2.2 修改 DetectionModel类

 m = self.model[-1]  # Detect()
        if isinstance(m, (Detect,SC_C_Detect)):  # includes all Detect subclasses like Segment, Pose, OBB, WorldDetect
            s = 256  # 2x min stride
            m.inplace = self.inplace

            def _forward(x):
                """Performs a forward pass through the model, handling different Detect subclass types accordingly."""
                if self.end2end:
                    return self.forward(x)["one2many"]
                return self.forward(x)[0] if isinstance(m, (Segment, Pose, OBB)) else self.forward(x)

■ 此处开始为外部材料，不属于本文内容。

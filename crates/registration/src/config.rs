//! Registration configuration via `neurosim.toml`
//!
//! Every field has a default, so an empty file is a valid configuration.
//! A default `neurosim.toml` with comments can be written next to the data
//! with [`SimilarityConfig::write_default_if_missing`].

use serde::{Deserialize, Serialize};
use std::io;
use std::path::{Path, PathBuf};

use neurosim_core::{SimilarityError, SimilarityFormula, SimilarityResult};
use neurosim_vectorize::engine::{DEFAULT_NUM_BINS, DEFAULT_RESOLUTION};
use neurosim_vectorize::{ScalingPolicy, VectorEncoding, VectorizationTechnique};

use crate::boosting::DEFAULT_NEIGHBORHOOD_SIZE;

/// Config file name placed in the working directory.
pub const CONFIG_FILE_NAME: &str = "neurosim.toml";

/// Which vectorization technique to run
#[derive(Debug, Clone, Copy, PartialEq, Eq, Default, Serialize, Deserialize)]
#[serde(rename_all = "snake_case")]
pub enum TechniqueKind {
    /// Persistence image
    #[default]
    PersistenceImage,
    /// Betti curve
    BettiCurve,
    /// Life-entropy curve
    LifeEntropyCurve,
    /// Legacy kernel-density vector
    KernelDensity,
}

/// `[vectorization]` section
#[derive(Debug, Clone, PartialEq, Serialize, Deserialize)]
pub struct VectorizationConfig {
    /// Technique to run
    #[serde(default)]
    pub technique: TechniqueKind,
    /// Persistence image grid size per axis
    #[serde(default = "default_resolution")]
    pub resolution: usize,
    /// Curve bin count
    #[serde(default = "default_num_bins")]
    pub num_bins: usize,
    /// Kernel-density vector length
    #[serde(default = "default_dim")]
    pub dim: usize,
    /// Kernel-density Gaussian width
    #[serde(default = "default_kernel_width")]
    pub kernel_width: f64,
    /// Kernel-density height bound, carried but not applied
    #[serde(default = "default_max_height")]
    pub max_height: f64,
    /// Kernel-density diagram scaling
    #[serde(default)]
    pub scaling: ScalingPolicy,
    /// Vector encoding of JSON artifacts
    #[serde(default)]
    pub encoding: VectorEncoding,
}

fn default_resolution() -> usize {
    DEFAULT_RESOLUTION
}

fn default_num_bins() -> usize {
    DEFAULT_NUM_BINS
}

fn default_dim() -> usize {
    256
}

fn default_kernel_width() -> f64 {
    120.0
}

fn default_max_height() -> f64 {
    17000.0
}

impl Default for VectorizationConfig {
    fn default() -> Self {
        Self {
            technique: TechniqueKind::default(),
            resolution: default_resolution(),
            num_bins: default_num_bins(),
            dim: default_dim(),
            kernel_width: default_kernel_width(),
            max_height: default_max_height(),
            scaling: ScalingPolicy::default(),
            encoding: VectorEncoding::default(),
        }
    }
}

impl VectorizationConfig {
    /// The configured technique with its parameters
    ///
    /// # Errors
    ///
    /// Returns an error if a parameter is out of range.
    pub fn technique(&self) -> SimilarityResult<VectorizationTechnique> {
        let technique = match self.technique {
            TechniqueKind::PersistenceImage => VectorizationTechnique::PersistenceImage {
                resolution: self.resolution,
            },
            TechniqueKind::BettiCurve => VectorizationTechnique::BettiCurve {
                num_bins: self.num_bins,
            },
            TechniqueKind::LifeEntropyCurve => VectorizationTechnique::LifeEntropyCurve {
                num_bins: self.num_bins,
            },
            TechniqueKind::KernelDensity => VectorizationTechnique::KernelDensity {
                dim: self.dim,
                kernel_width: self.kernel_width,
                max_height: self.max_height,
                scaling: self.scaling,
            },
        };
        technique.validate()?;
        Ok(technique)
    }
}

/// `[boosting]` section
#[derive(Debug, Clone, PartialEq, Serialize, Deserialize)]
pub struct BoostingConfig {
    /// Neighbors queried per embedding, the embedding itself included
    #[serde(default = "default_neighborhood_size")]
    pub neighborhood_size: usize,
    /// Scoring formula for boosting and statistics
    #[serde(default = "default_formula")]
    pub formula: SimilarityFormula,
}

fn default_neighborhood_size() -> usize {
    DEFAULT_NEIGHBORHOOD_SIZE
}

fn default_formula() -> SimilarityFormula {
    SimilarityFormula::Euclidean
}

impl Default for BoostingConfig {
    fn default() -> Self {
        Self {
            neighborhood_size: default_neighborhood_size(),
            formula: default_formula(),
        }
    }
}

/// `[pipeline]` section
#[derive(Debug, Clone, PartialEq, Serialize, Deserialize)]
pub struct PipelineConfig {
    /// Directory for local artifacts and downloads
    #[serde(default = "default_data_dir")]
    pub data_dir: PathBuf,
    /// Save model runs as compressed artifacts instead of JSON maps
    #[serde(default = "default_compress")]
    pub compress_artifacts: bool,
    /// Tag of registered embeddings, derived from the model when unset
    #[serde(default, skip_serializing_if = "Option::is_none")]
    pub embedding_tag: Option<String>,
    /// Tag of boosting factors, the embedding tag when unset
    #[serde(default, skip_serializing_if = "Option::is_none")]
    pub boosting_tag: Option<String>,
    /// Tag of statistics, the embedding tag when unset
    #[serde(default, skip_serializing_if = "Option::is_none")]
    pub stats_tag: Option<String>,
    /// Type of the entities the models embed
    #[serde(default = "default_target_type")]
    pub target_type: String,
}

fn default_data_dir() -> PathBuf {
    PathBuf::from("data")
}

fn default_compress() -> bool {
    true
}

fn default_target_type() -> String {
    "NeuronMorphology".to_string()
}

impl Default for PipelineConfig {
    fn default() -> Self {
        Self {
            data_dir: default_data_dir(),
            compress_artifacts: default_compress(),
            embedding_tag: None,
            boosting_tag: None,
            stats_tag: None,
            target_type: default_target_type(),
        }
    }
}

impl PipelineConfig {
    /// Directory holding model runs and downloaded artifacts
    pub fn pipelines_dir(&self) -> PathBuf {
        self.data_dir.join("pipelines")
    }

    /// Boosting tag, falling back to the embedding tag
    pub fn boosting_tag_or(&self, embedding_tag: &str) -> String {
        self.boosting_tag
            .clone()
            .unwrap_or_else(|| embedding_tag.to_string())
    }

    /// Statistics tag, falling back to the embedding tag
    pub fn stats_tag_or(&self, embedding_tag: &str) -> String {
        self.stats_tag
            .clone()
            .unwrap_or_else(|| embedding_tag.to_string())
    }
}

/// Configuration loaded from `neurosim.toml`.
///
/// # Example
///
/// ```toml
/// [vectorization]
/// technique = "betti_curve"
/// num_bins = 200
///
/// [boosting]
/// formula = "cosine"
/// ```
#[derive(Debug, Clone, Default, PartialEq, Serialize, Deserialize)]
pub struct SimilarityConfig {
    /// Vectorization technique and parameters
    #[serde(default)]
    pub vectorization: VectorizationConfig,
    /// Boosting neighborhood and formula
    #[serde(default)]
    pub boosting: BoostingConfig,
    /// Pipeline locations and tags
    #[serde(default)]
    pub pipeline: PipelineConfig,
}

impl SimilarityConfig {
    /// Check every value that can be out of range.
    ///
    /// # Errors
    ///
    /// Returns an error if the technique parameters are invalid or the
    /// neighborhood can't hold a neighbor besides the embedding itself.
    pub fn validate(&self) -> SimilarityResult<()> {
        self.vectorization.technique()?;
        if self.boosting.neighborhood_size < 2 {
            return Err(SimilarityError::InvalidConfig(format!(
                "Invalid neighborhood_size {} in {}. Expected at least 2.",
                self.boosting.neighborhood_size, CONFIG_FILE_NAME
            )));
        }
        Ok(())
    }

    /// Returns the default config file content with comments.
    pub fn default_toml() -> &'static str {
        r#"# neurosim registration configuration

[vectorization]
# "persistence_image" (default), "betti_curve", "life_entropy_curve"
# or the legacy "kernel_density"
technique = "persistence_image"

# Persistence image grid size per axis (vector length = resolution^2)
resolution = 100

# Bin count of Betti and life-entropy curves
num_bins = 500

# Legacy kernel-density parameters
# dim = 256
# kernel_width = 120.0
# max_height = 17000.0
# scaling = "unscaled"      # or "min_max"

# JSON artifact vector encoding: "plain" or "base64"
encoding = "plain"

[boosting]
# Neighbors queried per embedding, the embedding itself included
neighborhood_size = 10

# "euclidean" (default), "cosine" or "poincare"
formula = "euclidean"

[pipeline]
data_dir = "data"
compress_artifacts = true
target_type = "NeuronMorphology"

# Tags default to "{model uuid}?rev={model rev}"
# embedding_tag = "my-tag"
# boosting_tag = "my-tag"
# stats_tag = "my-tag"
"#
    }

    /// Read and parse config from a file path.
    ///
    /// # Errors
    ///
    /// Returns an error if the file cannot be read, parsed, or validated.
    pub fn from_file(path: &Path) -> SimilarityResult<Self> {
        let content = std::fs::read_to_string(path).map_err(|e| {
            SimilarityError::InvalidConfig(format!(
                "Failed to read config file '{}': {}",
                path.display(),
                e
            ))
        })?;
        let config: SimilarityConfig = toml::from_str(&content).map_err(|e| {
            SimilarityError::InvalidConfig(format!(
                "Failed to parse config file '{}': {}",
                path.display(),
                e
            ))
        })?;
        config.validate()?;
        Ok(config)
    }

    /// Write the default config file if it does not already exist.
    pub fn write_default_if_missing(path: &Path) -> SimilarityResult<()> {
        if !path.exists() {
            std::fs::write(path, Self::default_toml()).map_err(|e| {
                io::Error::new(
                    e.kind(),
                    format!("Failed to write default config file '{}': {}", path.display(), e),
                )
            })?;
        }
        Ok(())
    }

    /// Serialize this config to TOML and write it to the given path.
    pub fn write_to_file(&self, path: &Path) -> SimilarityResult<()> {
        let content = toml::to_string_pretty(self).map_err(|e| {
            SimilarityError::Serialization(format!("Failed to serialize config: {}", e))
        })?;
        std::fs::write(path, content).map_err(|e| {
            SimilarityError::from(io::Error::new(
                e.kind(),
                format!("Failed to write config file '{}': {}", path.display(), e),
            ))
        })
    }
}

2.3 修改attempt_load_weights

    for m in ensemble.modules():
        t = type(m)
        if t in (
        nn.Hardswish, nn.LeakyReLU, nn.ReLU, nn.ReLU6, nn.SiLU, Detect, Segment,SC_C_Detect,):
            m.inplace = inplace
        elif t is nn.Upsample and not hasattr(m, 'recompute_scale_factor'):
            m.recompute_scale_factor = None  # torch 1.11.0 compatibility

2.4 修改attempt_load_one_weight类

    for m in model.modules():
        t = type(m)
        if t in (
        nn.Hardswish, nn.LeakyReLU, nn.ReLU, nn.ReLU6, nn.SiLU, Detect, Segment, SC_C_Detect):
            m.inplace = inplace
        elif t is nn.Upsample and not hasattr(m, 'recompute_scale_factor'):
            m.recompute_scale_factor = None  # torch 1.11.0 compatibility

2.5 修改parse_model类

        elif m in (Detect, Segment, Pose,SC_C_Detect):
            args.append([ch[x] for x in f])
            if m is Segment:
                args[2] = make_divisible(min(args[2], max_channels) * width, 8)

2.6 修改guess_model_task类

        for m in model.modules():
            if isinstance(m, Segment):
                return "segment"
            elif isinstance(m, Classify):
                return "classify"
            elif isinstance(m, Pose):
                return "pose"
            elif isinstance(m, OBB):
                return "obb"
            elif isinstance(m, (Detect, SC_C_Detect,WorldDetect, v10Detect, SC_C_Detect)):
                return "detect"

总结：检测头改不对会出现 box_loss、mAP50 mAP50-95都为零的情况